▶ **Instructions for the task**
All of the entries below must be copied out exactly.

------ Raw data

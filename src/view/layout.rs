//! Screen layout rendering.
//!
//! Pure layout logic. Top to bottom: header, search input, optional error
//! banner, results, optional page bar, status bar. The suggestion dropdown
//! floats over the results directly under the input and is drawn last.

use super::constants::{
    ERROR_BANNER_HEIGHT, HEADER_HEIGHT, PAGINATION_BAR_HEIGHT, SEARCH_INPUT_HEIGHT,
    STATUS_BAR_HEIGHT,
};
use super::pagination::render_page_bar;
use super::results::{render_empty, render_loading, render_results, render_welcome};
use super::search_input::SearchInput;
use super::styles::Palette;
use super::suggestions::{dropdown_area, dropdown_content, render_dropdown, DropdownContent};
use super::{help, sanitize::sanitize};
use crate::state::{AppState, AutocompleteState, SearchPhase};
use ratatui::{
    layout::{Constraint, Direction, Layout, Rect},
    text::{Line, Span},
    widgets::{Block, Borders, Paragraph, Wrap},
    Frame,
};

/// Regions of the last drawn frame, kept for mouse hit-testing.
#[derive(Debug, Clone, Default, PartialEq)]
pub struct ScreenAreas {
    /// Header line.
    pub header: Rect,
    /// Search input including its border.
    pub input: Rect,
    /// Error banner, when a search failed.
    pub banner: Option<Rect>,
    /// Results body.
    pub results: Rect,
    /// Page bar, when there is more than one page.
    pub pagination: Option<Rect>,
    /// Status bar.
    pub status: Rect,
    /// Suggestion dropdown and its content, when visible.
    pub dropdown: Option<(Rect, DropdownContent)>,
}

/// Split `screen` for the current state.
pub fn calculate_areas(screen: Rect, state: &AppState, palette: &Palette) -> ScreenAreas {
    let banner_height = match state.session().phase() {
        SearchPhase::Failed { .. } => ERROR_BANNER_HEIGHT,
        _ => 0,
    };
    let pagination_height = match state.session().pagination() {
        Some(pagination) if pagination.is_visible() => PAGINATION_BAR_HEIGHT,
        _ => 0,
    };

    let chunks = Layout::default()
        .direction(Direction::Vertical)
        .constraints([
            Constraint::Length(HEADER_HEIGHT),
            Constraint::Length(SEARCH_INPUT_HEIGHT),
            Constraint::Length(banner_height),
            Constraint::Min(0),
            Constraint::Length(pagination_height),
            Constraint::Length(STATUS_BAR_HEIGHT),
        ])
        .split(screen);

    let dropdown = match state.autocomplete().state() {
        AutocompleteState::Displaying {
            query,
            suggestions,
            cursor,
        } => {
            let content = dropdown_content(suggestions, query, *cursor, palette);
            Some((dropdown_area(chunks[1], &content, screen), content))
        }
        _ => None,
    };

    ScreenAreas {
        header: chunks[0],
        input: chunks[1],
        banner: (banner_height > 0).then_some(chunks[2]),
        results: chunks[3],
        pagination: (pagination_height > 0).then_some(chunks[4]),
        status: chunks[5],
        dropdown,
    }
}

/// Render the whole screen and return the areas used.
pub fn render_layout(frame: &mut Frame, state: &AppState, palette: &Palette) -> ScreenAreas {
    let screen = frame.area();
    frame.render_widget(Block::default().style(palette.text), screen);

    let areas = calculate_areas(screen, state, palette);

    render_header(frame, areas.header, state, palette);
    frame.render_widget(
        SearchInput::new(state.input(), palette).loading(state.session().is_loading()),
        areas.input,
    );

    if let (Some(area), SearchPhase::Failed { message }) = (areas.banner, state.session().phase())
    {
        render_error_banner(frame, area, message, palette);
    }

    render_body(frame, areas.results, state, palette);

    if let (Some(area), Some(pagination)) = (areas.pagination, state.session().pagination()) {
        render_page_bar(frame, area, &pagination.controls(), palette);
    }

    render_status_bar(frame, areas.status, state, palette);

    if let Some((area, content)) = &areas.dropdown {
        render_dropdown(frame, *area, content, palette);
    }

    if state.help_visible() {
        help::render_help_overlay(frame, palette);
    }

    areas
}

fn render_body(frame: &mut Frame, area: Rect, state: &AppState, palette: &Palette) {
    match state.session().phase() {
        SearchPhase::Idle | SearchPhase::Failed { .. } => render_welcome(frame, area, palette),
        SearchPhase::Loading { .. } => render_loading(frame, area, palette),
        SearchPhase::Empty { .. } => render_empty(frame, area, palette),
        SearchPhase::Loaded { results, .. } => render_results(
            frame,
            area,
            results,
            state.session().current_page_items(),
            state.results_scroll(),
            palette,
        ),
    }
}

fn render_error_banner(frame: &mut Frame, area: Rect, message: &str, palette: &Palette) {
    let paragraph = Paragraph::new(Line::from(sanitize(message).into_owned()))
        .wrap(Wrap { trim: true })
        .block(
            Block::default()
                .borders(Borders::ALL)
                .title(" Error ")
                .title_bottom(" Esc to dismiss ")
                .style(palette.error),
        );
    frame.render_widget(paragraph, area);
}

/// Header text: app name and active theme.
fn header_text(state: &AppState) -> String {
    format!(" sift | {} theme", state.theme().as_str())
}

fn render_header(frame: &mut Frame, area: Rect, state: &AppState, palette: &Palette) {
    let paragraph = Paragraph::new(Line::from(header_text(state))).style(palette.accent);
    frame.render_widget(paragraph, area);
}

/// Status bar text: page position when paginated, then key hints.
fn status_text(state: &AppState) -> String {
    let hints = "Enter: search | ↑↓: suggestions | F1: help | Ctrl+c: quit";
    match state.session().pagination() {
        Some(pagination) if pagination.is_visible() => format!(
            " Page {} of {} | PgUp/PgDn: pages | {}",
            pagination.current_page(),
            pagination.total_pages(),
            hints
        ),
        _ => format!(" {}", hints),
    }
}

fn render_status_bar(frame: &mut Frame, area: Rect, state: &AppState, palette: &Palette) {
    let paragraph = Paragraph::new(Line::from(Span::styled(status_text(state), palette.muted)));
    frame.render_widget(paragraph, area);
}

// ===== Tests =====

#[cfg(test)]
#[path = "layout_tests.rs"]
mod tests;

------------

▶ **Expected answer**
filename src/view/layout.rs
//! Screen layout rendering.
//!
//! Pure layout logic. Top to bottom: header, search input, optional error
//! banner, results, optional page bar, status bar. The suggestion dropdown
//! floats over the results directly under the input and is drawn last.

use super::constants::{
    ERROR_BANNER_HEIGHT, HEADER_HEIGHT, PAGINATION_BAR_HEIGHT, SEARCH_INPUT_HEIGHT,
    STATUS_BAR_HEIGHT,
};
use super::pagination::render_page_bar;
use super::results::{render_empty, render_loading, render_results, render_welcome};
use super::search_input::SearchInput;
use super::styles::Palette;
use super::suggestions::{dropdown_area, dropdown_content, render_dropdown, DropdownContent};
use super::{help, sanitize::sanitize};
use crate::state::{AppState, AutocompleteState, SearchPhase};
use ratatui::{
    layout::{Constraint, Direction, Layout, Rect},
    text::{Line, Span},
    widgets::{Block, Borders, Paragraph, Wrap},
    Frame,
};

/// Regions of the last drawn frame, kept for mouse hit-testing.
#[derive(Debug, Clone, Default, PartialEq)]
pub struct ScreenAreas {
    /// Header line.
    pub header: Rect,
    /// Search input including its border.
    pub input: Rect,
    /// Error banner, when a search failed.
    pub banner: Option<Rect>,
    /// Results body.
    pub results: Rect,
    /// Page bar, when there is more than one page.
    pub pagination: Option<Rect>,
    /// Status bar.
    pub status: Rect,
    /// Suggestion dropdown and its content, when visible.
    pub dropdown: Option<(Rect, DropdownContent)>,
}

/// Split `screen` for the current state.
pub fn calculate_areas(screen: Rect, state: &AppState, palette: &Palette) -> ScreenAreas {
    let banner_height = match state.session().phase() {
        SearchPhase::Failed { .. } => ERROR_BANNER_HEIGHT,
        _ => 0,
    };
    let pagination_height = match state.session().pagination() {
        Some(pagination) if pagination.is_visible() => PAGINATION_BAR_HEIGHT,
        _ => 0,
    };

    let chunks = Layout::default()
        .direction(Direction::Vertical)
        .constraints([
            Constraint::Length(HEADER_HEIGHT),
            Constraint::Length(SEARCH_INPUT_HEIGHT),
            Constraint::Length(banner_height),
            Constraint::Min(0),
            Constraint::Length(pagination_height),
            Constraint::Length(STATUS_BAR_HEIGHT),
        ])
        .split(screen);

    let dropdown = match state.autocomplete().state() {
        AutocompleteState::Displaying {
            query,
            suggestions,
            cursor,
        } => {
            let content = dropdown_content(suggestions, query, *cursor, palette);
            Some((dropdown_area(chunks[1], &content, screen), content))
        }
        _ => None,
    };

    ScreenAreas {
        header: chunks[0],
        input: chunks[1],
        banner: (banner_height > 0).then_some(chunks[2]),
        results: chunks[3],
        pagination: (pagination_height > 0).then_some(chunks[4]),
        status: chunks[5],
        dropdown,
    }
}

/// Render the whole screen and return the areas used.
pub fn render_layout(frame: &mut Frame, state: &AppState, palette: &Palette) -> ScreenAreas {
    let screen = frame.area();
    frame.render_widget(Block::default().style(palette.text), screen);

    let areas = calculate_areas(screen, state, palette);

    render_header(frame, areas.header, state, palette);
    frame.render_widget(
        SearchInput::new(state.input(), palette).loading(state.session().is_loading()),
        areas.input,
    );

    if let (Some(area), SearchPhase::Failed { message }) = (areas.banner, state.session().phase())
    {
        render_error_banner(frame, area, message, palette);
    }

    render_body(frame, areas.results, state, palette);

    if let (Some(area), Some(pagination)) = (areas.pagination, state.session().pagination()) {
        render_page_bar(frame, area, &pagination.controls(), palette);
    }

    render_status_bar(frame, areas.status, state, palette);

    if let Some((area, content)) = &areas.dropdown {
        render_dropdown(frame, *area, content, palette);
    }

    if state.help_visible() {
        help::render_help_overlay(frame, palette);
    }

    areas
}

fn render_body(frame: &mut Frame, area: Rect, state: &AppState, palette: &Palette) {
    match state.session().phase() {
        SearchPhase::Idle | SearchPhase::Failed { .. } => render_welcome(frame, area, palette),
        SearchPhase::Loading { .. } => render_loading(frame, area, palette),
        SearchPhase::Empty { .. } => render_empty(frame, area, palette),
        SearchPhase::Loaded { results, .. } => render_results(
            frame,
            area,
            results,
            state.session().current_page_items(),
            state.results_scroll(),
            palette,
        ),
    }
}

fn render_error_banner(frame: &mut Frame, area: Rect, message: &str, palette: &Palette) {
    let paragraph = Paragraph::new(Line::from(sanitize(message).into_owned()))
        .wrap(Wrap { trim: true })
        .block(
            Block::default()
                .borders(Borders::ALL)
                .title(" Error ")
                .title_bottom(" Esc to dismiss ")
                .style(palette.error),
        );
    frame.render_widget(paragraph, area);
}

/// Header text: app name and active theme.
fn header_text(state: &AppState) -> String {
    format!(" sift | {} theme", state.theme().as_str())
}

fn render_header(frame: &mut Frame, area: Rect, state: &AppState, palette: &Palette) {
    let paragraph = Paragraph::new(Line::from(header_text(state))).style(palette.accent);
    frame.render_widget(paragraph, area);
}

/// Status bar text: page position when paginated, then key hints.
fn status_text(state: &AppState) -> String {
    let hints = "Enter: search | ↑↓: suggestions | F1: help | Ctrl+c: quit";
    match state.session().pagination() {
        Some(pagination) if pagination.is_visible() => format!(
            " Page {} of {} | PgUp/PgDn: pages | {}",
            pagination.current_page(),
            pagination.total_pages(),
            hints
        ),
        _ => format!(" {}", hints),
    }
}

fn render_status_bar(frame: &mut Frame, area: Rect, state: &AppState, palette: &Palette) {
    let paragraph = Paragraph::new(Line::from(Span::styled(status_text(state), palette.muted)));
    frame.render_widget(paragraph, area);
}

// ===== Tests =====

#[cfg(test)]
#[path = "layout_tests.rs"]
mod tests;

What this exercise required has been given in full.